Thursday, 16 April 2015

Unspoken Truths

By Marie-France Boissonneault (Dallas Road)
In the health class I have taught for the past two years, I incorporated an assignment from one of my previous classes that explores themes of embodiment through our five senses. 

In writing through animal characters, I have found this to be an ideal way to enable a deeper understanding of the world through the experience of another’s whom we cannot truly grasp due to our own limitations. I am always amazed at the imaginative ways that my students describe the experience. It can be a difficult task given the criteria, but some, like the first time I assigned it, really take to the challenge!

This past term, I came across a book in my middle school library that illustrated the exercise beautifully when writing about colour. This book proved to be a great tool to help some of the students that struggled with the assignment.
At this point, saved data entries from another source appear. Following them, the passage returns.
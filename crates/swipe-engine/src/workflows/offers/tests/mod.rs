mod common;
mod detection;
mod service;
mod config;
mod corpus;
mod signals;

pub use config::ScoringConfig;
pub use signals::{ScoreComponent, ScoreFactor};

use std::collections::HashSet;
use std::sync::Arc;

use serde::{Deserialize, Serialize};

use super::compliance::ComplianceChecker;
use super::detection::FieldDetector;
use super::domain::{combine_text, AdDraft, AdId, ImportedAd, ScoreCard};
use super::rules::{standard_rules, CompiledRules, RuleBook, RuleBookError};
use corpus::{density_bonus, keyword_set, CorpusIndex};
use signals::score_offer;

/// Scores plus the components and corroborating ads that produced them.
#[derive(Debug, Clone, PartialEq, Serialize, Deserialize)]
pub struct ScoreBreakdown {
    pub scores: ScoreCard,
    pub components: Vec<ScoreComponent>,
    pub corroborating_ads: Vec<AdId>,
}

/// Stateless engine combining intrinsic copy signals, compliance risk, and corpus density.
#[derive(Debug, Clone)]
pub struct ScoringEngine {
    rules: Arc<CompiledRules>,
    detector: FieldDetector,
    checker: ComplianceChecker,
    config: ScoringConfig,
}

impl ScoringEngine {
    pub fn new(rules: Arc<CompiledRules>, config: ScoringConfig) -> Self {
        Self {
            detector: FieldDetector::new(rules.clone()),
            checker: ComplianceChecker::new(rules.clone()),
            rules,
            config: config.sanitized(),
        }
    }

    pub fn from_rule_book(book: &RuleBook, config: ScoringConfig) -> Result<Self, RuleBookError> {
        Ok(Self::new(Arc::new(book.compile()?), config))
    }

    pub fn standard() -> Result<Self, RuleBookError> {
        Self::from_rule_book(&RuleBook::standard(), ScoringConfig::default())
    }

    pub fn detector(&self) -> &FieldDetector {
        &self.detector
    }

    pub fn checker(&self) -> &ComplianceChecker {
        &self.checker
    }

    pub fn config(&self) -> &ScoringConfig {
        &self.config
    }

    /// Score one ad, partial or complete, against the corpus it will live in.
    ///
    /// Fields are re-detected from the current text rather than trusted from stored state.
    /// A corpus member carrying the same id as `ad` is ignored for the density term.
    pub fn calculate_scores(&self, ad: &AdDraft, corpus: &[ImportedAd]) -> ScoreCard {
        self.explain(ad, corpus).scores
    }

    /// Same as [`ScoringEngine::calculate_scores`] but keeps the audit trail.
    pub fn explain(&self, ad: &AdDraft, corpus: &[ImportedAd]) -> ScoreBreakdown {
        let index = self.index(corpus);
        self.score_text(
            ad.id.as_ref(),
            ad.main_text.as_deref().unwrap_or_default(),
            ad.headline.as_deref().unwrap_or_default(),
            &index,
        )
    }

    /// Re-detect fields and rescore a record in place.
    pub fn analyze(&self, ad: &mut ImportedAd, corpus: &[ImportedAd]) {
        let index = self.index(corpus);
        self.analyze_with_index(ad, &index);
    }

    /// Rescore the whole corpus against itself. Every record is scored against the same
    /// snapshot, so the result does not depend on iteration order.
    pub fn recalculate_all(&self, ads: Vec<ImportedAd>) -> Vec<ImportedAd> {
        let index = self.index(&ads);
        ads.into_iter()
            .map(|mut ad| {
                self.analyze_with_index(&mut ad, &index);
                ad
            })
            .collect()
    }

    fn analyze_with_index(&self, ad: &mut ImportedAd, index: &CorpusIndex) {
        ad.detected = self.detector.detect_fields(&ad.combined_text());
        let breakdown = self.score_text(Some(&ad.id), &ad.main_text, &ad.headline, index);
        ad.apply_scores(breakdown.scores);
    }

    fn index(&self, corpus: &[ImportedAd]) -> CorpusIndex {
        CorpusIndex::build(corpus, &self.config, |ad| {
            let text = ad.combined_text();
            let detected = self.detector.detect_fields(&text);
            let offer = score_offer(&detected, &text, &self.rules, &self.config);
            (self.keywords(&text), offer.offer_score)
        })
    }

    fn keywords(&self, text: &str) -> HashSet<String> {
        keyword_set(text, &self.rules.stopwords)
    }

    fn score_text(
        &self,
        id: Option<&AdId>,
        main_text: &str,
        headline: &str,
        index: &CorpusIndex,
    ) -> ScoreBreakdown {
        let text = combine_text(headline, main_text);
        let detected = self.detector.detect_fields(&text);
        let offer = score_offer(&detected, &text, &self.rules, &self.config);
        let assessment = self.checker.assess(main_text, headline);

        let keywords = self.keywords(&text);
        let matches = index.density_matches(id, &keywords, &self.config);
        let bonus = density_bonus(&matches, &self.config);
        let overall = (f32::from(offer.offer_score) + bonus).round().clamp(0.0, 100.0) as u8;

        tracing::trace!(
            corpus_size = index.len(),
            matches = matches.len(),
            offer_score = offer.offer_score,
            overall_score = overall,
            "scored ad"
        );

        let mut components = offer.components;
        if bonus > 0.0 {
            components.push(ScoreComponent {
                factor: ScoreFactor::CorpusDensity,
                points: bonus.round() as i16,
                notes: format!(
                    "{} corroborating ad(s) in corpus, best overlap {:.2}",
                    matches.len(),
                    matches
                        .iter()
                        .map(|matched| matched.similarity)
                        .fold(0.0_f32, f32::max)
                ),
            });
        }
        if !assessment.is_clear() {
            components.push(ScoreComponent {
                factor: ScoreFactor::Compliance,
                points: -(i16::from(assessment.risk_score)),
                notes: assessment.alerts.join(", "),
            });
        }

        ScoreBreakdown {
            scores: ScoreCard {
                overall_score: overall,
                offer_score: offer.offer_score,
                risk_score: assessment.risk_score,
                compliance_alerts: assessment.alerts,
            },
            components,
            corroborating_ads: matches.into_iter().map(|matched| matched.id).collect(),
        }
    }
}

/// Score with the built-in rule book and default weights.
pub fn calculate_scores(ad: &AdDraft, corpus: &[ImportedAd]) -> ScoreCard {
    match standard_rules() {
        Some(rules) => {
            ScoringEngine::new(rules, ScoringConfig::default()).calculate_scores(ad, corpus)
        }
        None => ScoreCard {
            overall_score: 0,
            offer_score: 0,
            risk_score: 0,
            compliance_alerts: Vec::new(),
        },
    }
}
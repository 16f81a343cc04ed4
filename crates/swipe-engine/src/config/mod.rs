use std::env;
use std::fmt;
use std::net::{IpAddr, SocketAddr};
use std::path::PathBuf;

/// Distinguishes runtime behavior for different stages of the service.
#[derive(Debug, Clone, Copy, PartialEq, Eq)]
pub enum AppEnvironment {
    Development,
    Test,
    Production,
}

impl AppEnvironment {
    fn from_str(value: &str) -> Self {
        match value.trim().to_ascii_lowercase().as_str() {
            "prod" | "production" => Self::Production,
            "test" | "ci" => Self::Test,
            _ => Self::Development,
        }
    }
}

const DEFAULT_ADS_PATH: &str = "data/ads.json";

/// Top-level configuration for the application.
#[derive(Debug, Clone)]
pub struct AppConfig {
    pub environment: AppEnvironment,
    pub server: ServerConfig,
    pub telemetry: TelemetryConfig,
    pub storage: StorageConfig,
}

impl AppConfig {
    pub fn load() -> Result<Self, ConfigError> {
        dotenvy::dotenv().ok();

        let environment = AppEnvironment::from_str(
            &env::var("APP_ENV").unwrap_or_else(|_| "development".to_string()),
        );

        let host = env::var("APP_HOST").unwrap_or_else(|_| "127.0.0.1".to_string());
        let port = env::var("APP_PORT")
            .unwrap_or_else(|_| "3000".to_string())
            .parse::<u16>()
            .map_err(|_| ConfigError::InvalidPort)?;

        let log_level = env::var("APP_LOG_LEVEL").unwrap_or_else(|_| "info".to_string());

        let ads_path = env::var("APP_ADS_PATH")
            .ok()
            .filter(|value| !value.trim().is_empty())
            .unwrap_or_else(|| DEFAULT_ADS_PATH.to_string());
        let rules_path = env::var("APP_RULES_PATH")
            .ok()
            .filter(|value| !value.trim().is_empty())
            .map(PathBuf::from);
        let scoring_path = env::var("APP_SCORING_PATH")
            .ok()
            .filter(|value| !value.trim().is_empty())
            .map(PathBuf::from);

        Ok(Self {
            environment,
            server: ServerConfig { host, port },
            telemetry: TelemetryConfig {
                log_level,
                ansi: environment == AppEnvironment::Development,
            },
            storage: StorageConfig {
                ads_path: PathBuf::from(ads_path),
                rules_path,
                scoring_path,
            },
        })
    }
}

/// Settings controlling the HTTP server binding.
#[derive(Debug, Clone)]
pub struct ServerConfig {
    pub host: String,
    pub port: u16,
}

impl ServerConfig {
    pub fn socket_addr(&self) -> Result<SocketAddr, ConfigError> {
        if self.host.eq_ignore_ascii_case("localhost") {
            return Ok(SocketAddr::new(IpAddr::from([127, 0, 0, 1]), self.port));
        }

        let ip: IpAddr = self
            .host
            .parse()
            .map_err(|source| ConfigError::InvalidHost { source })?;

        Ok(SocketAddr::new(ip, self.port))
    }
}

/// Tracing controls.
#[derive(Debug, Clone)]
pub struct TelemetryConfig {
    pub log_level: String,
    /// Colored output, only wanted on a developer terminal.
    pub ansi: bool,
}

/// Where the ad corpus and optional rule overrides live on disk.
#[derive(Debug, Clone)]
pub struct StorageConfig {
    pub ads_path: PathBuf,
    /// JSON rule book replacing the built-in trigger tables.
    pub rules_path: Option<PathBuf>,
    /// JSON scoring weights replacing the defaults.
    pub scoring_path: Option<PathBuf>,
}

#[derive(Debug)]
pub enum ConfigError {
    InvalidPort,
    InvalidHost { source: std::net::AddrParseError },
    InvalidScoring { path: PathBuf, reason: String },
}

impl fmt::Display for ConfigError {
    fn fmt(&self, f: &mut fmt::Formatter<'_>) -> fmt::Result {
        match self {
            ConfigError::InvalidPort => write!(f, "APP_PORT must be a valid u16"),
            ConfigError::InvalidHost { .. } => {
                write!(f, "APP_HOST must parse to an IPv4 or IPv6 address")
            }
            ConfigError::InvalidScoring { path, reason } => {
                write!(f, "scoring config {} is invalid: {}", path.display(), reason)
            }
        }
    }
}

impl std::error::Error for ConfigError {
    fn source(&self) -> Option<&(dyn std::error::Error + 'static)> {
        match self {
            ConfigError::InvalidPort | ConfigError::InvalidScoring { .. } => None,
            ConfigError::InvalidHost { source } => Some(source),
        }
    }
}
It is hard to conceptualise the world of another, whether it is a being from our own species or a species with which our experience of the world is so far removed from our own.

We all live intricate lives that have a unique unspoken understanding to each that may cross our paths but they are only truly appreciated by ourselves. The reasons we do things, the choices we make, the way we survive, how we keep strong and smile into the next day… We can look upon another and try to assume that we understand their struggles or their pain, their joys or their sorrows, or even the reality that they mirror to the outside world, but no matter who we are there is always a hidden truth.

It is fascinating to travel through the realms of other beings by researching their experiences of the world and describing it to the best of my ability. As well, it is a great writing exercise to challenge oneself to describe an understanding outside the confines of the shared, and to inwardly conceptualise the journey forbidden from using descriptors related to our senses in question…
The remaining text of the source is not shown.